No que se refere aos temas da pauta política do Brasil, a esquerda é contrária à redução da maioridade penal e denuncia a criminalização dos movimentos sociais e das camadas mais pobres da sociedade. Enquanto isso, a esquerda defende o direito ao aborto, condena a homofobia e o machismo, denuncia o racismo e batalha pela descriminalização das drogas, apontando o tráfico e o genocídio da população negra como políticas desenvolvidas no interior do Estado burguês. Partidários da esquerda também podem defender os programas de renda mínima, mas creem tratar-se de uma política de transição.[iv] Ao mesmo tempo, a esquerda advoga pela suspensão do pagamento da dívida pública, enquanto aponta os juros e a prática do superávit primário como um dos nossos maiores problemas. Na história, governos surgidos de revoluções operárias e populares podem ser chamados de esquerda, mas, como dissemos, o curso da história comprovou que não é tão simples assim, pois as vezes correntes contrarrevolucionárias podem surgir de dentro da própria revolução, como foi o caso do stalinismo.

A origem e a definição dos termos “direita” e “esquerda” remontam a Revolução Francesa, quando defensores do aprofundamento da revolução e partidários do Antigo Regime se sentavam à esquerda e a direita do parlamento, respectivamente. Desde então, a díade vem sendo usada para explicar comportamentos, movimentos e épocas históricas. Não se tratam de termos simples, e obviamente que muitos podem não se identificar completamente com as posturas acima apontadas como de esquerda ou de direita. Haverá quem alegue que o autor dessas linhas foi excessivamente parcial, mas haveria como não sê-lo?

Os termos esquerda e direita são tão importantes nas discussões políticas que, de acordo com Norberto Bobbio, mesmo quando alguns refutam a sua validade, o fazem percebendo o significado de cada um. Ou seja, caso você não se identifique como sendo de esquerda ou de direita, é porque você tem alguma ideia que compartilha com a maioria das pessoas sobre o que vem a ser uma coisa e outra: “Como fazemos para dizer que tal objeto não é nem branco nem preto, se não temos a mínima ideia a respeito da diferença entre as duas cores?”[v]

Apesar de imprecisos, a díade esquerda e direita permanece válida, não há dúvidas, mas deve-se usar entendendo os riscos e compreendendo suas limitações. Foram apropriados por diversas correntes, muito embora não tenham sido utilizados muito frequentemente pelos marxistas que preferem classificar as posições de acordo com os interesses e posições de classe. Marx e Engels não usam os termos “esquerda” e “direita” para caracterizar os movimentos políticos do seu próprio tempo. Apesar disso, como parece óbvio, distinguiam bem o que era progressivo e regressivo.
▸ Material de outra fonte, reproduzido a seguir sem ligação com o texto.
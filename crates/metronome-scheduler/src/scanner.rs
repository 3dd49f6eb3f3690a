//! Bootstrap discovery of declared scheduled work.
//!
//! Instead of reflecting over component metadata, components implement
//! [`ScheduleProvider`] and hand the scanner a plain declaration list.
//! The scanner stamps each declaration with its owning component's name
//! and lifetime; the registry never inspects components directly.

use std::sync::Arc;

use crate::{JobDeclaration, OwnerLifetime, ScannedDeclaration};

/// A component that declares scheduled work.
///
/// # Example
///
/// ```ignore
/// struct ReportsComponent;
///
/// impl ScheduleProvider for ReportsComponent {
///     fn component_name(&self) -> &str {
///         "ReportsComponent"
///     }
///
///     fn schedules(&self) -> Vec<JobDeclaration> {
///         vec![JobDeclaration::cron(
///             "nightly-report",
///             "send_report",
///             "0 0 2 * * *",
///             job_fn(|| async { send_report().await }),
///         )]
///     }
/// }
/// ```
pub trait ScheduleProvider: Send + Sync {
    /// Name of the component, used in diagnostics.
    fn component_name(&self) -> &str;

    /// The component's instantiation lifetime. Scheduled work is only
    /// admitted from singleton-lifetime components.
    fn lifetime(&self) -> OwnerLifetime {
        OwnerLifetime::Singleton
    }

    /// The scheduled work this component declares.
    fn schedules(&self) -> Vec<JobDeclaration>;
}

/// Collects providers and produces the full declaration set at bootstrap.
#[derive(Default)]
pub struct ScheduleScanner {
    providers: Vec<Arc<dyn ScheduleProvider>>,
}

impl ScheduleScanner {
    /// Create an empty scanner.
    pub fn new() -> Self {
        Self::default()
    }

    /// Register a component for scanning.
    pub fn register(&mut self, provider: Arc<dyn ScheduleProvider>) {
        self.providers.push(provider);
    }

    /// Number of registered providers.
    pub fn provider_count(&self) -> usize {
        self.providers.len()
    }

    /// Walk every registered provider and emit its declarations, each
    /// stamped with the owning component's name and lifetime.
    pub fn scan(&self) -> Vec<ScannedDeclaration> {
        self.providers
            .iter()
            .flat_map(|provider| {
                provider
                    .schedules()
                    .into_iter()
                    .map(|declaration| ScannedDeclaration {
                        component: provider.component_name().to_string(),
                        lifetime: provider.lifetime(),
                        declaration,
                    })
            })
            .collect()
    }
}
//! Lifetime-scope enforcement for schedule declarations.
//!
//! A per-request component may be instantiated and discarded many times;
//! binding a recurring timer to one fleeting instance's method is almost
//! always a bug. Declarations from such components are dropped with a
//! warning instead of registered. Rejection is a configuration smell the
//! system tolerates by disabling the feature, not a crash condition.

use tracing::warn;

use crate::{OwnerLifetime, ScannedDeclaration};

/// Decide whether a scanned declaration may be registered.
///
/// Singleton-owned declarations pass through unchanged with no
/// diagnostic. PerRequest-owned declarations are rejected and emit
/// exactly one warning naming the component and method.
pub fn admit(scanned: &ScannedDeclaration) -> bool {
    match scanned.lifetime {
        OwnerLifetime::Singleton => true,
        OwnerLifetime::PerRequest => {
            warn!(
                "Cannot register {} \"{}@{}\" because it is defined in a non static provider.",
                scanned.declaration.spec.kind(),
                scanned.component,
                scanned.declaration.method,
            );
            false
        }
    }
}
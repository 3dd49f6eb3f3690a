//! The scheduler registry: the process-wide store mapping job names to
//! live timer handles.
//!
//! The registry never starts a timer. Callers (the lifecycle
//! orchestrator at bootstrap, or [`ScheduleService`](crate::ScheduleService)
//! for dynamic adds) start schedules through the timer driver and hand
//! the resulting handle to [`SchedulerRegistry::add`]; the registry only
//! stores handles and knows how to cancel them. This keeps scheduling
//! policy (cron parsing, interval semantics) out of the store, and tests
//! can drive it with handles minted by a fake driver.

use std::collections::HashMap;
use std::sync::{Arc, RwLock};

use tracing::debug;

use metronome_timers::{TimerDriver, TimerHandle};

use crate::{JobInfo, JobKind, ScheduleError};

struct JobRecord {
    handle: TimerHandle,
    info: JobInfo,
}

/// Store mapping `(kind, name)` to live timer handles plus metadata.
///
/// Each [`JobKind`] is an independent namespace. Mutation is synchronous
/// and immediately visible; the interior `RwLock` only guards against the
/// registry being shared across threads, not against concurrent
/// registry/timer interleaving (timer callbacks never touch the registry
/// mid-operation).
///
/// # Example
///
/// ```ignore
/// let registry = SchedulerRegistry::new(driver.clone());
/// let handle = driver.start_timeout(delay, callback);
/// registry.add(JobKind::Timeout, "warmup", handle, true)?;
/// assert!(registry.does_exist(JobKind::Timeout, "warmup"));
/// registry.remove(JobKind::Timeout, "warmup")?;
/// ```
pub struct SchedulerRegistry {
    driver: Arc<dyn TimerDriver>,
    jobs: RwLock<HashMap<JobKind, HashMap<String, JobRecord>>>,
}

impl SchedulerRegistry {
    /// Create an empty registry that cancels handles through `driver`.
    pub fn new(driver: Arc<dyn TimerDriver>) -> Self {
        Self {
            driver,
            jobs: RwLock::new(HashMap::new()),
        }
    }

    /// Insert a job record for an already-started schedule.
    ///
    /// The record is visible to lookups as soon as this returns.
    ///
    /// # Errors
    ///
    /// Returns [`ScheduleError::DuplicateName`] if `(kind, name)` is
    /// already registered. The pre-existing record and its handle are
    /// untouched; the caller owns the rejected handle and is responsible
    /// for cancelling it.
    pub fn add(
        &self,
        kind: JobKind,
        name: &str,
        handle: TimerHandle,
        created_dynamically: bool,
    ) -> Result<(), ScheduleError> {
        let mut jobs = self.jobs.write().unwrap();
        let namespace = jobs.entry(kind).or_default();
        if namespace.contains_key(name) {
            return Err(ScheduleError::DuplicateName {
                kind,
                name: name.to_string(),
            });
        }

        debug!(kind = %kind, job = %name, dynamic = created_dynamically, "job registered");
        namespace.insert(
            name.to_string(),
            JobRecord {
                handle,
                info: JobInfo::new(name.to_string(), kind, created_dynamically),
            },
        );
        Ok(())
    }

    /// Get the live handle for a job.
    ///
    /// # Errors
    ///
    /// Returns [`ScheduleError::NotFound`] if no such job is registered.
    pub fn get(&self, kind: JobKind, name: &str) -> Result<TimerHandle, ScheduleError> {
        let jobs = self.jobs.read().unwrap();
        jobs.get(&kind)
            .and_then(|namespace| namespace.get(name))
            .map(|record| record.handle.clone())
            .ok_or_else(|| ScheduleError::NotFound {
                kind,
                name: name.to_string(),
            })
    }

    /// Get the metadata for a job.
    ///
    /// # Errors
    ///
    /// Returns [`ScheduleError::NotFound`] if no such job is registered.
    pub fn job(&self, kind: JobKind, name: &str) -> Result<JobInfo, ScheduleError> {
        let jobs = self.jobs.read().unwrap();
        jobs.get(&kind)
            .and_then(|namespace| namespace.get(name))
            .map(|record| record.info.clone())
            .ok_or_else(|| ScheduleError::NotFound {
                kind,
                name: name.to_string(),
            })
    }

    /// Snapshot of all registered names in a kind's namespace.
    ///
    /// Order is unspecified. Later mutation does not affect a returned
    /// snapshot.
    pub fn names(&self, kind: JobKind) -> Vec<String> {
        let jobs = self.jobs.read().unwrap();
        jobs.get(&kind)
            .map(|namespace| namespace.keys().cloned().collect())
            .unwrap_or_default()
    }

    /// Non-throwing existence check.
    pub fn does_exist(&self, kind: JobKind, name: &str) -> bool {
        let jobs = self.jobs.read().unwrap();
        jobs.get(&kind)
            .map(|namespace| namespace.contains_key(name))
            .unwrap_or(false)
    }

    /// Cancel a job's handle and remove its record.
    ///
    /// The write lock is held across cancel and removal, so no caller can
    /// observe a removed name with a running timer or a cancelled handle
    /// that is still queryable.
    ///
    /// # Errors
    ///
    /// Returns [`ScheduleError::NotFound`] if no such job is registered;
    /// a second remove for the same name fails cleanly.
    pub fn remove(&self, kind: JobKind, name: &str) -> Result<(), ScheduleError> {
        let mut jobs = self.jobs.write().unwrap();
        let record = jobs
            .get_mut(&kind)
            .and_then(|namespace| namespace.remove(name))
            .ok_or_else(|| ScheduleError::NotFound {
                kind,
                name: name.to_string(),
            })?;

        self.driver.cancel(record.handle);
        debug!(kind = %kind, job = %name, "job cancelled and removed");
        Ok(())
    }

    /// Cancel every handle across all kinds and clear every namespace.
    ///
    /// Invoked once by the lifecycle orchestrator at shutdown. Handle
    /// cancellation is infallible, so the sweep always completes: after
    /// this returns, [`names`](Self::names) is empty for every kind and
    /// the driver reports zero outstanding timers.
    pub fn drain_all(&self) {
        let mut jobs = self.jobs.write().unwrap();
        let mut cancelled = 0usize;
        for (kind, namespace) in jobs.drain() {
            for (name, record) in namespace {
                debug!(kind = %kind, job = %name, "draining job");
                self.driver.cancel(record.handle);
                cancelled += 1;
            }
        }
        debug!(count = cancelled, "registry drained");
    }

    /// Total number of registered jobs across all kinds.
    pub fn job_count(&self) -> usize {
        let jobs = self.jobs.read().unwrap();
        jobs.values().map(HashMap::len).sum()
    }
}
Os bolcheviques, por seu turno, só se referiam a “direita” ou “esquerda” quando tratavam das disputas que atingiam o partido, entendendo que melhor do que usar expressões eivadas de subjetivismo, era classifica-las pela sua dimensão material. Muito raramente Lenin, Trotsky ou outro bolchevique classificam os movimentos por esta perspectiva relacional. Os inimigos dos bolcheviques, se eram das classes dominantes (aristocratas e burgueses), eram prioritariamente chamados pelos seus nomes, como aristocratas e burgueses. Em oposição às classes dominantes e suas frações, estavam os operários e camponeses (às vezes os pequenos burgueses das cidades). Militantes de organizações operárias adversárias dos bolcheviques eram tratados por “reformistas”, “conciliadores”, “economicistas”, “marxistas legais” e uma plêiade de nomenclaturas que buscavam precisar o adversário pelo termo exato do que eles objetidamente representavam. Apenas quando se referiam as disputas intestinas os bolcheviques citados usavam a denominação de “esquerda”, “direita” e “centro”, para caracterizar as querelas políticas abrigadas no partido.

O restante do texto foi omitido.